> TASK DETAILS: Only some lines are wanted. Transcribe, exactly, the lines below from the line with "let mut input = EventStream::new();" up to and including the line with "next = input.next()".

> Stored items:

-- Opening Marker --

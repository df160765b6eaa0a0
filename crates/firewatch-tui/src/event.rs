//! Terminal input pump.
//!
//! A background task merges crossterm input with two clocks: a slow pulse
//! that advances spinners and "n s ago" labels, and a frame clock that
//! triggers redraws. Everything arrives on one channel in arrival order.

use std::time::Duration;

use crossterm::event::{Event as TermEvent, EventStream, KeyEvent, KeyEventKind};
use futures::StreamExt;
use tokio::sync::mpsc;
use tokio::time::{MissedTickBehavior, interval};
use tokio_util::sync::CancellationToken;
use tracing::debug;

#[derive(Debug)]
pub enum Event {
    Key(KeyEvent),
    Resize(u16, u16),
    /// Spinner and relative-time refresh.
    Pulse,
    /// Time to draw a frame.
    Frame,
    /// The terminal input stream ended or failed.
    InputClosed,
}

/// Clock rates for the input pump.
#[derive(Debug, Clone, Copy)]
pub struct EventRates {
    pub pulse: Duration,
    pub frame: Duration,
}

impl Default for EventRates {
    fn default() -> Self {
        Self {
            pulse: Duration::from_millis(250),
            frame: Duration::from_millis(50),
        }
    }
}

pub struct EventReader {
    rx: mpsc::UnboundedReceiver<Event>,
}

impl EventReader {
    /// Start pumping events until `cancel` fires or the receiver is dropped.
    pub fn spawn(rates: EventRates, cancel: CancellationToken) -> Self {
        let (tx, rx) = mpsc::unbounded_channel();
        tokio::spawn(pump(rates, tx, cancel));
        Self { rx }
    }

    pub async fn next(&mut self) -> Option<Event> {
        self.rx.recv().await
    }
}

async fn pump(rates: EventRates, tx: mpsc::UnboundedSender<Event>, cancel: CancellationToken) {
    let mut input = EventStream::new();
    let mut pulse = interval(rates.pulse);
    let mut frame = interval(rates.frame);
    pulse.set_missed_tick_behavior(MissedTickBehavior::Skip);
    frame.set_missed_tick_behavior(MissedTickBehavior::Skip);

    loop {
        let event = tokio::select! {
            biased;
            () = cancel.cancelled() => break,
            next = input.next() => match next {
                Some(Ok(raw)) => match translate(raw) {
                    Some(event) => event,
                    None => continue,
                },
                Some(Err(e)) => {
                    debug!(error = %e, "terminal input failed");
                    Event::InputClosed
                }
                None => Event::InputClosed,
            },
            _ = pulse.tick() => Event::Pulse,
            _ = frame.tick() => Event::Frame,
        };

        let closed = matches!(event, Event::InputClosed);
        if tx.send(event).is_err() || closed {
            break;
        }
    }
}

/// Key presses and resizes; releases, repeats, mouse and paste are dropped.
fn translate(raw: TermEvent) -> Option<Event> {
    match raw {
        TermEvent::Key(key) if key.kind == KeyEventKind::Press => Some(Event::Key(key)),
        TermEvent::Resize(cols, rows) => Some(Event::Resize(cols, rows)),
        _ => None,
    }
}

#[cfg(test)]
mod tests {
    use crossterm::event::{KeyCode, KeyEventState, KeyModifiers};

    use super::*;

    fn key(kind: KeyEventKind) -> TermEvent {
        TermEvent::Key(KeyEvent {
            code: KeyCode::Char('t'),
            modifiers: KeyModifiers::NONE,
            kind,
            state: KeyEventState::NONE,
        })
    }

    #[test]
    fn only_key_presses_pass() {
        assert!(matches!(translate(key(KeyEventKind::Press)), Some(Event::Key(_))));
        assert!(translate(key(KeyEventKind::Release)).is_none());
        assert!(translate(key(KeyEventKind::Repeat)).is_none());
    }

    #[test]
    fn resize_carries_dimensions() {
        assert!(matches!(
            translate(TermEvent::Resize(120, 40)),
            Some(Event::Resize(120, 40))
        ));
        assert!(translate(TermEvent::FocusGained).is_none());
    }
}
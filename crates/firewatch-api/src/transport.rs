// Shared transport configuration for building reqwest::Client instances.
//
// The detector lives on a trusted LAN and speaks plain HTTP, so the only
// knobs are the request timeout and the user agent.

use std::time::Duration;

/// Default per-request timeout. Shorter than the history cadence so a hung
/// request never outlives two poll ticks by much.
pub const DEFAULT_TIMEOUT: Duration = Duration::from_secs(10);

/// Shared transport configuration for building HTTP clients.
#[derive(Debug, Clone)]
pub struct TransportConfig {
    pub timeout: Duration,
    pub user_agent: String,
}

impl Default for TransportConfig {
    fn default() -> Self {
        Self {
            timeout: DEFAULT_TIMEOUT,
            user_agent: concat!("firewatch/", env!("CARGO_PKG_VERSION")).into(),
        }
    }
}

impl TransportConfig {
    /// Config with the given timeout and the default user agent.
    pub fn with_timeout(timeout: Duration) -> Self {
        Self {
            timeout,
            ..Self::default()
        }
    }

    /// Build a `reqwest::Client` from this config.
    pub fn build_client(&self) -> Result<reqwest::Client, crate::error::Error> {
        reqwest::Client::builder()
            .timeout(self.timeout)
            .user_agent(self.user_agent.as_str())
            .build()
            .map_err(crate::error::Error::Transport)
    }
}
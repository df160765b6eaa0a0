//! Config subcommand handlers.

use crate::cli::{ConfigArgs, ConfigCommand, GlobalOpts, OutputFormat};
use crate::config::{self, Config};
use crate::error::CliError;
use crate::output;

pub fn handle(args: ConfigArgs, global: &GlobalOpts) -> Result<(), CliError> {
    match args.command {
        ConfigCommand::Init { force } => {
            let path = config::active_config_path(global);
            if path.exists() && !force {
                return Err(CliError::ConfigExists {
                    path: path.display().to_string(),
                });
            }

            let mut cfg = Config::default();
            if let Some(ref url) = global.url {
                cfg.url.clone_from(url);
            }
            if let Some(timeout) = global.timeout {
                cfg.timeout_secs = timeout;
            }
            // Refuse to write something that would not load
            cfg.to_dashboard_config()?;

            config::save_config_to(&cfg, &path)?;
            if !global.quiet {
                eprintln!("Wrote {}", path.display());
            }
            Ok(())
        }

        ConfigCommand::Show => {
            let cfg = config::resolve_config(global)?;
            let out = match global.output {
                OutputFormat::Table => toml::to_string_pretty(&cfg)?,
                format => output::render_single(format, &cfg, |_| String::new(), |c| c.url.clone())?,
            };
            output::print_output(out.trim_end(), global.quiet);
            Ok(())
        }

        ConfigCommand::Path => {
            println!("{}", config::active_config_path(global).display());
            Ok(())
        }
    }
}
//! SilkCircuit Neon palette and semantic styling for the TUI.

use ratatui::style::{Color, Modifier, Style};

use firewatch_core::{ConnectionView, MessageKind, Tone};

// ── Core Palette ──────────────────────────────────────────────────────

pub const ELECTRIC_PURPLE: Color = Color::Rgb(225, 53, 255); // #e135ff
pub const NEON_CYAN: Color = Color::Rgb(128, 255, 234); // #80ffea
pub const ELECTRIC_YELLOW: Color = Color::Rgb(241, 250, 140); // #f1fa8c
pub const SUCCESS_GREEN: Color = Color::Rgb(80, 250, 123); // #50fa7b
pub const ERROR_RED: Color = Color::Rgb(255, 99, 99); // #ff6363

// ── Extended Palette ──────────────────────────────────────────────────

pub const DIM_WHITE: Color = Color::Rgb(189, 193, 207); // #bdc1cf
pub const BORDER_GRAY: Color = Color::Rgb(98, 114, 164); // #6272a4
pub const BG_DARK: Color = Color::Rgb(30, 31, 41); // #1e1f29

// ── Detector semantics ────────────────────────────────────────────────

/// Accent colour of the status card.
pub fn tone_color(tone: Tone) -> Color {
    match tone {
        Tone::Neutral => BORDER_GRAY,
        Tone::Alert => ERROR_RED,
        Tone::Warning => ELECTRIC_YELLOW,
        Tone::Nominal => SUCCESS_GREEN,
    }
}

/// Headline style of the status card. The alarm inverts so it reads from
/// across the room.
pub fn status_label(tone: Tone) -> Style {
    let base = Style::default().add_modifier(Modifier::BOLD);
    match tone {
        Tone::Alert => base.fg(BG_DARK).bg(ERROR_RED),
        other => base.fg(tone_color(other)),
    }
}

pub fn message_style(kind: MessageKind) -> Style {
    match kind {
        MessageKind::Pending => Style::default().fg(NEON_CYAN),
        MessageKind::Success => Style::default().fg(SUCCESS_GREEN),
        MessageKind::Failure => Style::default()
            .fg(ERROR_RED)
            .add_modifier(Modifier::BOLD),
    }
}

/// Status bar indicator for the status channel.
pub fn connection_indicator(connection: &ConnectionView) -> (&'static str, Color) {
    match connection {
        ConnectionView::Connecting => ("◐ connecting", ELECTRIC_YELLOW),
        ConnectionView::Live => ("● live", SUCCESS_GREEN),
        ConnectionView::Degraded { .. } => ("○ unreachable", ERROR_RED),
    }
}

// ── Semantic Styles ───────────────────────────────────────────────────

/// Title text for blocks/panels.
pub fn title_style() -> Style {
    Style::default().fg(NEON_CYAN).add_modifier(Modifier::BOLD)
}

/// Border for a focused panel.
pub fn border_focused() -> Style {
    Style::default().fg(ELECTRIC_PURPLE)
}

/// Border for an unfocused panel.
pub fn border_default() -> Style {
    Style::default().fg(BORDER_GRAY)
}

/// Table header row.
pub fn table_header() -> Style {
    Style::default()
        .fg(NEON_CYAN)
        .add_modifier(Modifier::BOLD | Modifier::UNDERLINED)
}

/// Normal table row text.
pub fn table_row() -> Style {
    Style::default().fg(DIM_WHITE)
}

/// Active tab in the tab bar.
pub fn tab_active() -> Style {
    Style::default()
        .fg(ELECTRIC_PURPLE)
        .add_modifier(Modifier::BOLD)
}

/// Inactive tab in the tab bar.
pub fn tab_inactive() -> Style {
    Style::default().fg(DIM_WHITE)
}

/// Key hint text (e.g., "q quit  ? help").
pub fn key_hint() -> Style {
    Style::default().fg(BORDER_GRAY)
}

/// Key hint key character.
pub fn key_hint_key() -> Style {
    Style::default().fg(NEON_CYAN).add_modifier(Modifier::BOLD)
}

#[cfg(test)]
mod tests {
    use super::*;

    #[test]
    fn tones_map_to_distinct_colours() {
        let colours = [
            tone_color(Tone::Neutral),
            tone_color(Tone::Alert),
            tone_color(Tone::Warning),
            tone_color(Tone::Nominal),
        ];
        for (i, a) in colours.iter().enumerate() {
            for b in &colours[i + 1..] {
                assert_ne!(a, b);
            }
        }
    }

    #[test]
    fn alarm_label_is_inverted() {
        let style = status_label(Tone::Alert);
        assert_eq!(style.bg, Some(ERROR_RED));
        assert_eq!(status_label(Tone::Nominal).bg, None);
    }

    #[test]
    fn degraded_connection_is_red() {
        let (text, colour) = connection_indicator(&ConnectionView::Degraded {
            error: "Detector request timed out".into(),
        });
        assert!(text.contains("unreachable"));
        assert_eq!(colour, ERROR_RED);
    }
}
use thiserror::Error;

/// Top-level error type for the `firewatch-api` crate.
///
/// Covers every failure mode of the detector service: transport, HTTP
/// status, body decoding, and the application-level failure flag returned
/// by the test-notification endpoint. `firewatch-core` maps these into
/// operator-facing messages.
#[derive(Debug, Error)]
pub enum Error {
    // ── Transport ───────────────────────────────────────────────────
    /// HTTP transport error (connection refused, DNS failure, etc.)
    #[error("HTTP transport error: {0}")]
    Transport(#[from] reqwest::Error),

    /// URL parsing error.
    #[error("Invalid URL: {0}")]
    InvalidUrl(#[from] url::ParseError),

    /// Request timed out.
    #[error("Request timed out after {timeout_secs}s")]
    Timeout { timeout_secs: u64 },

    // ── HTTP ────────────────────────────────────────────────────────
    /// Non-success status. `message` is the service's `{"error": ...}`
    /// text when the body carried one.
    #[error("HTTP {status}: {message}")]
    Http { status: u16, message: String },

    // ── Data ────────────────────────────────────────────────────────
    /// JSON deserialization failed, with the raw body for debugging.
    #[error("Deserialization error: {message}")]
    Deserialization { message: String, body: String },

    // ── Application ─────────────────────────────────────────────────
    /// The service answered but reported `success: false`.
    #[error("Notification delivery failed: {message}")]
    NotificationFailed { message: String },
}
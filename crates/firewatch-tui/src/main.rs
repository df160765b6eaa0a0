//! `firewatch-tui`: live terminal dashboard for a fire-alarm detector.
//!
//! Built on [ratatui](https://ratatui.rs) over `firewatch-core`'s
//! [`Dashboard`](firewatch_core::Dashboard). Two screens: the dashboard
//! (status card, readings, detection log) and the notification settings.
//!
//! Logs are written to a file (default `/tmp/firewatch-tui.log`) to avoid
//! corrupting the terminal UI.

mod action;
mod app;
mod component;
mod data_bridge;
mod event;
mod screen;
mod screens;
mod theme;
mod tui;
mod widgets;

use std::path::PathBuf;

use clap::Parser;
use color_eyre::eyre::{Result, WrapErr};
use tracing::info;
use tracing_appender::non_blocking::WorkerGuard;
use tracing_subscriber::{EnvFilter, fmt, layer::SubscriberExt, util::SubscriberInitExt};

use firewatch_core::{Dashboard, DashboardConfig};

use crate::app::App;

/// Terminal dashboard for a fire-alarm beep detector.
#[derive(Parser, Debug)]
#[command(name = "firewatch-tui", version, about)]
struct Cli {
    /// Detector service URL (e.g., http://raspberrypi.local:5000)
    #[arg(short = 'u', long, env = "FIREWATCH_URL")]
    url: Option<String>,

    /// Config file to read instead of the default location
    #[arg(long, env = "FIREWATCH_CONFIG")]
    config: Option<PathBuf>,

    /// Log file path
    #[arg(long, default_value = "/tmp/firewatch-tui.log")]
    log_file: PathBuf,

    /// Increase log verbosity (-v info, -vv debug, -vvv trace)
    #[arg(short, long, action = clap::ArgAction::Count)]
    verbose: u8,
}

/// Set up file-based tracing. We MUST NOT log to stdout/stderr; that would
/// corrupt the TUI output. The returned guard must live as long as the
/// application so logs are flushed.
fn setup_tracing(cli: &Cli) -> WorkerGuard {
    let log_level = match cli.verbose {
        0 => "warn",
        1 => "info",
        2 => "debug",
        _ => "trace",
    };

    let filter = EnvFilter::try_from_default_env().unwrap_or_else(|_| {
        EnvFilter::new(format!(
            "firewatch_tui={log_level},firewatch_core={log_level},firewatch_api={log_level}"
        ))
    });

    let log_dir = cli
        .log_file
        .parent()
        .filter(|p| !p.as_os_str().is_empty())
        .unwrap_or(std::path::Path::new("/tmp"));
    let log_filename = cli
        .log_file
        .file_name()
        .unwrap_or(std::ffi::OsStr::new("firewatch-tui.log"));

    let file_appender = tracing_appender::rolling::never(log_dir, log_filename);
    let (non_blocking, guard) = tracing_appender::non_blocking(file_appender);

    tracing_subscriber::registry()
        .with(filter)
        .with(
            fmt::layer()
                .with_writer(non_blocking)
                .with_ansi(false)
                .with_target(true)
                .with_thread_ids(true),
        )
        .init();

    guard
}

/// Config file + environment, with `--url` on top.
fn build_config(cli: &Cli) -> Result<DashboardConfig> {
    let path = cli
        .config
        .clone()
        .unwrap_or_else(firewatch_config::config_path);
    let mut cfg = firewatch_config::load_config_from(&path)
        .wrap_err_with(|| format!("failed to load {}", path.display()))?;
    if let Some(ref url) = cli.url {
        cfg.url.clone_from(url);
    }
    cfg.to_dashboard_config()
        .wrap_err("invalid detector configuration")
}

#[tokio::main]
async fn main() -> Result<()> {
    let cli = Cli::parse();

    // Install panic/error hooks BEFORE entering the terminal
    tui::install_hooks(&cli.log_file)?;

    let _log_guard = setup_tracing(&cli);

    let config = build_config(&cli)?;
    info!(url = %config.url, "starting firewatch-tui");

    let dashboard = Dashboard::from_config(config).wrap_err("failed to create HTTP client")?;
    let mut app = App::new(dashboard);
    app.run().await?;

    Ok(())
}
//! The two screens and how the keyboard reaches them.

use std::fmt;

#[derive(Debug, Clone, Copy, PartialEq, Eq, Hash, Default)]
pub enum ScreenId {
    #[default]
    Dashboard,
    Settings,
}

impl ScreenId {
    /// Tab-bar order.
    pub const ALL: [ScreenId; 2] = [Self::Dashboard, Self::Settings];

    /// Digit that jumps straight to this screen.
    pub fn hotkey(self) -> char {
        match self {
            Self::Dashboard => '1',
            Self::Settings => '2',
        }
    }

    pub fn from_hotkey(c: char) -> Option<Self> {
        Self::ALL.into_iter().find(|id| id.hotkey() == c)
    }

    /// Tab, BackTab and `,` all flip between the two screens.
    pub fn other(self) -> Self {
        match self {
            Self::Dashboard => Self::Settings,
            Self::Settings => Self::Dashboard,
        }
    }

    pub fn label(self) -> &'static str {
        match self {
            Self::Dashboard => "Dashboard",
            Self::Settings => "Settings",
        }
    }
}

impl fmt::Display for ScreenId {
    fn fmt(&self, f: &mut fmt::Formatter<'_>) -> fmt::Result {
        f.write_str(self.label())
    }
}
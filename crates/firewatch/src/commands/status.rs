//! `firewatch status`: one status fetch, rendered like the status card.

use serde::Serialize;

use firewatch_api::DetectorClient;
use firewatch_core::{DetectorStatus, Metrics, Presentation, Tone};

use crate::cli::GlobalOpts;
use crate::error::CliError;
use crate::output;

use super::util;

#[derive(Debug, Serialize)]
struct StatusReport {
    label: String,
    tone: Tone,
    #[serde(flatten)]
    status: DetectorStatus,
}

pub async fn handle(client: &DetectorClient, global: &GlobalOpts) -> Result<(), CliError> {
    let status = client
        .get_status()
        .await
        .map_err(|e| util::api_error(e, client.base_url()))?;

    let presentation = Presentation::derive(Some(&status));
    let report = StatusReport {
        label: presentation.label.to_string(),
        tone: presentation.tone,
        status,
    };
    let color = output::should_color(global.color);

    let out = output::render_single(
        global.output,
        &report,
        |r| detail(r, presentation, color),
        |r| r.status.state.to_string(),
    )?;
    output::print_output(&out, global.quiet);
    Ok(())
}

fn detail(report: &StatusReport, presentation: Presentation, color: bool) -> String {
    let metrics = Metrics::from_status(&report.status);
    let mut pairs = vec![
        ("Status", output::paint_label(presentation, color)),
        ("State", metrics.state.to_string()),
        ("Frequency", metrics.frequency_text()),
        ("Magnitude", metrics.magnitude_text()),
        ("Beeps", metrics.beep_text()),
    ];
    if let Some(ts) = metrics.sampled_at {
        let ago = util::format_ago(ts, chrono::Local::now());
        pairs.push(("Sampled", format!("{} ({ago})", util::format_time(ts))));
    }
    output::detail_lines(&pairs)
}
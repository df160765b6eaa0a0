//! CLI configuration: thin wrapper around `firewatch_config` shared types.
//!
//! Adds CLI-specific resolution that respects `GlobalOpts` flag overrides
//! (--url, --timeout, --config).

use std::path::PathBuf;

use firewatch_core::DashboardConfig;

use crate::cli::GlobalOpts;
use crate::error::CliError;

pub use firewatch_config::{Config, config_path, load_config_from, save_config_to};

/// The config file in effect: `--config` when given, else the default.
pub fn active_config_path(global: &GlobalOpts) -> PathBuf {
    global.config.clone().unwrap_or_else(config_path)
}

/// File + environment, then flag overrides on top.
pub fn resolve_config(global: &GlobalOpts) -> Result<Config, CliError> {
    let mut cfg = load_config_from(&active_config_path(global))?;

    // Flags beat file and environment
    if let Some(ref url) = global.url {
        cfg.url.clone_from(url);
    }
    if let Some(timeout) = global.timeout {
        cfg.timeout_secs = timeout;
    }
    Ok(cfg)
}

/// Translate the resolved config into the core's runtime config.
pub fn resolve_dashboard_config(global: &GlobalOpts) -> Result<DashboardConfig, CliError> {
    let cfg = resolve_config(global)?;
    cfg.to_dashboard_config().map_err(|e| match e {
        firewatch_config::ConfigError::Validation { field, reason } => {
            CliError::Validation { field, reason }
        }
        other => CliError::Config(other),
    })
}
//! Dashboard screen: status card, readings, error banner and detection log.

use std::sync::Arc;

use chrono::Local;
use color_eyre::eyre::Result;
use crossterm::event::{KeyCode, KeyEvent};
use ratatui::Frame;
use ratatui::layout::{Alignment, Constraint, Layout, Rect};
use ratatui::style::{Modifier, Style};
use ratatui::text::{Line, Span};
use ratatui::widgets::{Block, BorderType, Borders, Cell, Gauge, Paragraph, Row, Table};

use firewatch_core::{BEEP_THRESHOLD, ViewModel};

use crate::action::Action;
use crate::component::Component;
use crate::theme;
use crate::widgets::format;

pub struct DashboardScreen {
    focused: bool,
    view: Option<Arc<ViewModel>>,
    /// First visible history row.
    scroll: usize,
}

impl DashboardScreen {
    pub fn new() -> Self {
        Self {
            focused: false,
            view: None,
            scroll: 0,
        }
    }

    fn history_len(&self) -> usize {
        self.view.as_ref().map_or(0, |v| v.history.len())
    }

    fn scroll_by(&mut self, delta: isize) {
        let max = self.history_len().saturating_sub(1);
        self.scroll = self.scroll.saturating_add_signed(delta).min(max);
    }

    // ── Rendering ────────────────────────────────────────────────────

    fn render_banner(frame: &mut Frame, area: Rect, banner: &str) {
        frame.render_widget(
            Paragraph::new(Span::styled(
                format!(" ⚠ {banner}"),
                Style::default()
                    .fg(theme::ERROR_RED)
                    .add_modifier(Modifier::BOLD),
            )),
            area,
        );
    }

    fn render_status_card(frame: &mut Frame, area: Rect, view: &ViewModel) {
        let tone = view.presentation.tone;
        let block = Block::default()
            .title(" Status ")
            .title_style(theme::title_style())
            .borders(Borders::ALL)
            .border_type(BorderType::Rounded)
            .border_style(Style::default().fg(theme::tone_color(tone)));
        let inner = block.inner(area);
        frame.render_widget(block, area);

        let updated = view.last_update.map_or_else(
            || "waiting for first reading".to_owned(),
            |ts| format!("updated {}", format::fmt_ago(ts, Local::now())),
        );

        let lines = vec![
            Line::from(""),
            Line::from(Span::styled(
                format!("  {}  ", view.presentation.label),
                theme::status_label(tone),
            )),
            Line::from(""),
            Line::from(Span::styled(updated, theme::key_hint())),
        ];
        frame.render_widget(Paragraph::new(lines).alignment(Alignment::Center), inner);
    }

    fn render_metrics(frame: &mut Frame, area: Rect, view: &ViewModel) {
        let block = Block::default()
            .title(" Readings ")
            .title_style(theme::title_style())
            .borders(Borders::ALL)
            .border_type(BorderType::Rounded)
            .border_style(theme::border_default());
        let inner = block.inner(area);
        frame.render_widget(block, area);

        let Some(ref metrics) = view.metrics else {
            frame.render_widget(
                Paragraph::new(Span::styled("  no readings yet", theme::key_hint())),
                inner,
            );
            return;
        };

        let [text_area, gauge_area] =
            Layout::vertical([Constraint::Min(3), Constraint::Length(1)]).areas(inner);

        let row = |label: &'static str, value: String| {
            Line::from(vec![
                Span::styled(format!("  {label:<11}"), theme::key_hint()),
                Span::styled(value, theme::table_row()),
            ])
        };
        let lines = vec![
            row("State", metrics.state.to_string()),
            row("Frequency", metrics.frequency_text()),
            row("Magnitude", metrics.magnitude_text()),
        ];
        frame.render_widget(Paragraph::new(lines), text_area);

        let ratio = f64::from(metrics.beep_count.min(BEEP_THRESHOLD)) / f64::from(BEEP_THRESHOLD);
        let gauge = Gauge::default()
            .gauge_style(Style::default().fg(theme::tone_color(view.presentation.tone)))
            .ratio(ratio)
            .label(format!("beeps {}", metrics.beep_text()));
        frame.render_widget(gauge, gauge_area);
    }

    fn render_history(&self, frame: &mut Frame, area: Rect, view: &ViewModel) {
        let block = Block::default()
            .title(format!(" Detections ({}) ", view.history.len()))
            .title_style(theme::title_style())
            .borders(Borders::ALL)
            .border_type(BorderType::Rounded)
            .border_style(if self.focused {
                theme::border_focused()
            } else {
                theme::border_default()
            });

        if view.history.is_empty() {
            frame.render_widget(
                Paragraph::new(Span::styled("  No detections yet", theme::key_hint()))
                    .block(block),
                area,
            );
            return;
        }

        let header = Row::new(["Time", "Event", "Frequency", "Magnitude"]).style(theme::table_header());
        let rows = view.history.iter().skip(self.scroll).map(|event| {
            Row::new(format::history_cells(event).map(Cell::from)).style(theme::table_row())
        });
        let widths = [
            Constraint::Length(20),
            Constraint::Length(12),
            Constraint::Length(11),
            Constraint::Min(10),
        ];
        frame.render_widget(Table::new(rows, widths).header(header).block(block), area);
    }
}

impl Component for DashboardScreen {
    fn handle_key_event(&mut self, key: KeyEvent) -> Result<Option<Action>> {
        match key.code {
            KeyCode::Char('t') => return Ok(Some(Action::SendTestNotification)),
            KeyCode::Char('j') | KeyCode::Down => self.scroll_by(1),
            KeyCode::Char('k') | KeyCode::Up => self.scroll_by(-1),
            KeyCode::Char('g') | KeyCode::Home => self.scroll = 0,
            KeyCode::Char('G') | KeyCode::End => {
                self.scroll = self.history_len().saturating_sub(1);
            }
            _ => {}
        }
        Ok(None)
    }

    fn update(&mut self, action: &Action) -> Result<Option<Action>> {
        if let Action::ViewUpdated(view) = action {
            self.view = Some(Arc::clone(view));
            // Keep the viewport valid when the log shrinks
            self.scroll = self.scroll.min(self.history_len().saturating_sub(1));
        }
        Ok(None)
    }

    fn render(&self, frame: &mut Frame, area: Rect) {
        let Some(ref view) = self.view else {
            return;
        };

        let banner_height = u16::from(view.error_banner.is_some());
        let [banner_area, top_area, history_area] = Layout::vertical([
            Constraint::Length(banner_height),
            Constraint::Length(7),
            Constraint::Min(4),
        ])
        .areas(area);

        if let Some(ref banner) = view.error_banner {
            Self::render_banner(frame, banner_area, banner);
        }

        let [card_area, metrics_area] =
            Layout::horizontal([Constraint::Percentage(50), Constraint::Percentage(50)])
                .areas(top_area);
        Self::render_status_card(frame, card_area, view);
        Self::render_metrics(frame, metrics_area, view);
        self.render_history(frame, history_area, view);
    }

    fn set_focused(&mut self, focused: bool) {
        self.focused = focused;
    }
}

-- Closing Marker --

> SOLUTION TO THIS EXERCISE:
    let mut input = EventStream::new();
    let mut pulse = interval(rates.pulse);
    let mut frame = interval(rates.frame);
    pulse.set_missed_tick_behavior(MissedTickBehavior::Skip);
    frame.set_missed_tick_behavior(MissedTickBehavior::Skip);

    loop {
        let event = tokio::select! {
            biased;
            () = cancel.cancelled() => break,
            next = input.next() => match next {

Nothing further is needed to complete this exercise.